## [Problem description]
Go to the line in the entries below that holds "pub fn new(registry: Registry)" and repeat exactly from there through the line that holds "let Some(id) = call.id.clone()", inclusive.

## [Excerpted data]

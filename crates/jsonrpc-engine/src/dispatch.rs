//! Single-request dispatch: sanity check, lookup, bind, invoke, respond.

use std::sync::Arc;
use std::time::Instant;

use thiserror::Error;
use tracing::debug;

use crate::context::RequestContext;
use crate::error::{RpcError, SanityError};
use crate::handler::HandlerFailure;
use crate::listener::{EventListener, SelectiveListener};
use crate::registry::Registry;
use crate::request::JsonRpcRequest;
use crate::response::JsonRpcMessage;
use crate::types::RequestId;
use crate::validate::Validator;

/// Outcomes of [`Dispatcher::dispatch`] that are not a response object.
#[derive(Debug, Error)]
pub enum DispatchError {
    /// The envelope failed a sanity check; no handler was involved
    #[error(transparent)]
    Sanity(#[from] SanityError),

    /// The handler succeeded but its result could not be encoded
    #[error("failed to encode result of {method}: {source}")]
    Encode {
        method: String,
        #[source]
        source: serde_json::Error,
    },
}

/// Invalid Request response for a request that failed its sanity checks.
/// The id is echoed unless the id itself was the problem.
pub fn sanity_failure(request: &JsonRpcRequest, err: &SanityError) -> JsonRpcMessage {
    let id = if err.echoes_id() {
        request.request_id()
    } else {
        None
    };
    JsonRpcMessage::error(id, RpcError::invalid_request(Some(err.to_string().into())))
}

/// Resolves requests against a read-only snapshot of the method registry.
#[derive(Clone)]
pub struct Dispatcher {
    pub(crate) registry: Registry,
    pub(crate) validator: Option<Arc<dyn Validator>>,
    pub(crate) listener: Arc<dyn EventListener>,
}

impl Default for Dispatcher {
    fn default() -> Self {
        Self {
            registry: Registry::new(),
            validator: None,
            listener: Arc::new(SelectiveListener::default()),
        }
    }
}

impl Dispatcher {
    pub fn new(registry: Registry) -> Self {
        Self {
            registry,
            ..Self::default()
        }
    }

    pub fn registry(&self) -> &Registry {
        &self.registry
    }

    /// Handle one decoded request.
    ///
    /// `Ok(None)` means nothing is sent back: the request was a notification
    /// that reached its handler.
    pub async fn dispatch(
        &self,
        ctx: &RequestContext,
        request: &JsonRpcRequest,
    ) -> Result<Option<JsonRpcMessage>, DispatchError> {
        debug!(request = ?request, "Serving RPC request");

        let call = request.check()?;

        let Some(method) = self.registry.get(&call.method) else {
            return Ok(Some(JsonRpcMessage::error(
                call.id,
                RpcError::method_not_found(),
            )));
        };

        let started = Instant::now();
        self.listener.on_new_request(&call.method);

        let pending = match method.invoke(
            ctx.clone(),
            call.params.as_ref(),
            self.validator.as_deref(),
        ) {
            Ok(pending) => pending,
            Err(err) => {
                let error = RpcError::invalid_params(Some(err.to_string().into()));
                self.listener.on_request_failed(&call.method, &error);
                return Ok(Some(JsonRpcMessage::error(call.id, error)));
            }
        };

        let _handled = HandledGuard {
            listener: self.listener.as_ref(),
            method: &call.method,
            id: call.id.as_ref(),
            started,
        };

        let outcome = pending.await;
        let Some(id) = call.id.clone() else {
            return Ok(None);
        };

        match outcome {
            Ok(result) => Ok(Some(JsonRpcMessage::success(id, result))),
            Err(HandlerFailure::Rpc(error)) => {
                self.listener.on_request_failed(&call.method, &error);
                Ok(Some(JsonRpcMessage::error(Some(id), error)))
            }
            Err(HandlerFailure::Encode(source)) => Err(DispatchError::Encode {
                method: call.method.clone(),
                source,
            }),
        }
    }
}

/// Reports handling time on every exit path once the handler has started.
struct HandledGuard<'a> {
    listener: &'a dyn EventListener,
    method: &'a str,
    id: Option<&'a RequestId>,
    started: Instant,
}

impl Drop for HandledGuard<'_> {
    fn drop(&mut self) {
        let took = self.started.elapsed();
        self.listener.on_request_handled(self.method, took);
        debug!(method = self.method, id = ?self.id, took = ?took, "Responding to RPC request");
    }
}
==
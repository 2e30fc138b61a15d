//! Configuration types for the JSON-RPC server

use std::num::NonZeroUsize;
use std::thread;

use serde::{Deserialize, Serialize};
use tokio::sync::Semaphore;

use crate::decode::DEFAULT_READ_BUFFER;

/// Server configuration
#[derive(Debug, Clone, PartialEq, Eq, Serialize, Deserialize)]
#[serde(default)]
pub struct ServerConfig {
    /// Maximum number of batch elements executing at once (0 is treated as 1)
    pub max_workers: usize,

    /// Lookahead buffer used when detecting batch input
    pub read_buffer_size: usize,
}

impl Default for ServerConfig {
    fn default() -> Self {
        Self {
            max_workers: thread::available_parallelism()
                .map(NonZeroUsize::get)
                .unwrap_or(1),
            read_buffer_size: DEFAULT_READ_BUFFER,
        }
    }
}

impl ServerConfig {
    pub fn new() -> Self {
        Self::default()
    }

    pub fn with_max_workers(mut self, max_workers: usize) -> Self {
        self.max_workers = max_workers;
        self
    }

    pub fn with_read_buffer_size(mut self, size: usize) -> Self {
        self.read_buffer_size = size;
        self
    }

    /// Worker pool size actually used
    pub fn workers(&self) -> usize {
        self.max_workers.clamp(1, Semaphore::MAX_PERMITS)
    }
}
...
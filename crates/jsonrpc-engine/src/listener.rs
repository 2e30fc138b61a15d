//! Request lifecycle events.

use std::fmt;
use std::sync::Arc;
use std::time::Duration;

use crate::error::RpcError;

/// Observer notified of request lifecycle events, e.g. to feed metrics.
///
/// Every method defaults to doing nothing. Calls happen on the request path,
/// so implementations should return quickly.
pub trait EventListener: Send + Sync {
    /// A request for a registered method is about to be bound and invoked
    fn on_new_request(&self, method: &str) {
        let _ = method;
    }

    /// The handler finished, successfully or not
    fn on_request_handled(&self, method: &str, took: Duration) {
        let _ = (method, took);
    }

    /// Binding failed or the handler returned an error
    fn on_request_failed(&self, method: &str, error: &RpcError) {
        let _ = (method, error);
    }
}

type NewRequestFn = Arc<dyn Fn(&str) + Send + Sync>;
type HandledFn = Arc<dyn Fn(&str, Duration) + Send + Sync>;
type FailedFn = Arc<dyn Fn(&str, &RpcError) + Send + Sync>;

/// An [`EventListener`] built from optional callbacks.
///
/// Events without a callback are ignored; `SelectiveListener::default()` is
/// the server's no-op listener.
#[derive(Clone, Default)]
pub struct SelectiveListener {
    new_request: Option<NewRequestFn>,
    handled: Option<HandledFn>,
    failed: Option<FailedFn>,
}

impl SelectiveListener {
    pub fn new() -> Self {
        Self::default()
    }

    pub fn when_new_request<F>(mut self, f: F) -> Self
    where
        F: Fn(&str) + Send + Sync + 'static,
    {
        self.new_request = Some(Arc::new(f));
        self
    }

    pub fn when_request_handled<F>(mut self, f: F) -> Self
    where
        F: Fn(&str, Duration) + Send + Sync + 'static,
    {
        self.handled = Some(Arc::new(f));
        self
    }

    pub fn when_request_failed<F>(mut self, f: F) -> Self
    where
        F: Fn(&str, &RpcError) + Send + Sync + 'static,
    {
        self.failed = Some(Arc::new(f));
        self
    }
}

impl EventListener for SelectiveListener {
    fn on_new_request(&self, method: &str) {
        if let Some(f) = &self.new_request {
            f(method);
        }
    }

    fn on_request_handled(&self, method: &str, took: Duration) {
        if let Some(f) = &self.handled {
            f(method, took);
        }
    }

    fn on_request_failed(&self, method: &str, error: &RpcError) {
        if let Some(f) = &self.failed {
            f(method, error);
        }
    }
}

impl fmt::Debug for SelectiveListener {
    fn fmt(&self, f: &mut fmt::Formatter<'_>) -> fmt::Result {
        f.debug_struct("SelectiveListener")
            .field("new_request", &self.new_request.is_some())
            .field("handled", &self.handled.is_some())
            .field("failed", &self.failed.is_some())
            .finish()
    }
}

## [Exercise output]
    pub fn new(registry: Registry) -> Self {
        Self {
            registry,
            ..Self::default()
        }
    }

    pub fn registry(&self) -> &Registry {
        &self.registry
    }

    /// Handle one decoded request.
    ///
    /// `Ok(None)` means nothing is sent back: the request was a notification
    /// that reached its handler.
    pub async fn dispatch(
        &self,
        ctx: &RequestContext,
        request: &JsonRpcRequest,
    ) -> Result<Option<JsonRpcMessage>, DispatchError> {
        debug!(request = ?request, "Serving RPC request");

        let call = request.check()?;

        let Some(method) = self.registry.get(&call.method) else {
            return Ok(Some(JsonRpcMessage::error(
                call.id,
                RpcError::method_not_found(),
            )));
        };

        let started = Instant::now();
        self.listener.on_new_request(&call.method);

        let pending = match method.invoke(
            ctx.clone(),
            call.params.as_ref(),
            self.validator.as_deref(),
        ) {
            Ok(pending) => pending,
            Err(err) => {
                let error = RpcError::invalid_params(Some(err.to_string().into()));
                self.listener.on_request_failed(&call.method, &error);
                return Ok(Some(JsonRpcMessage::error(call.id, error)));
            }
        };

        let _handled = HandledGuard {
            listener: self.listener.as_ref(),
            method: &call.method,
            id: call.id.as_ref(),
            started,
        };

        let outcome = pending.await;
        let Some(id) = call.id.clone() else {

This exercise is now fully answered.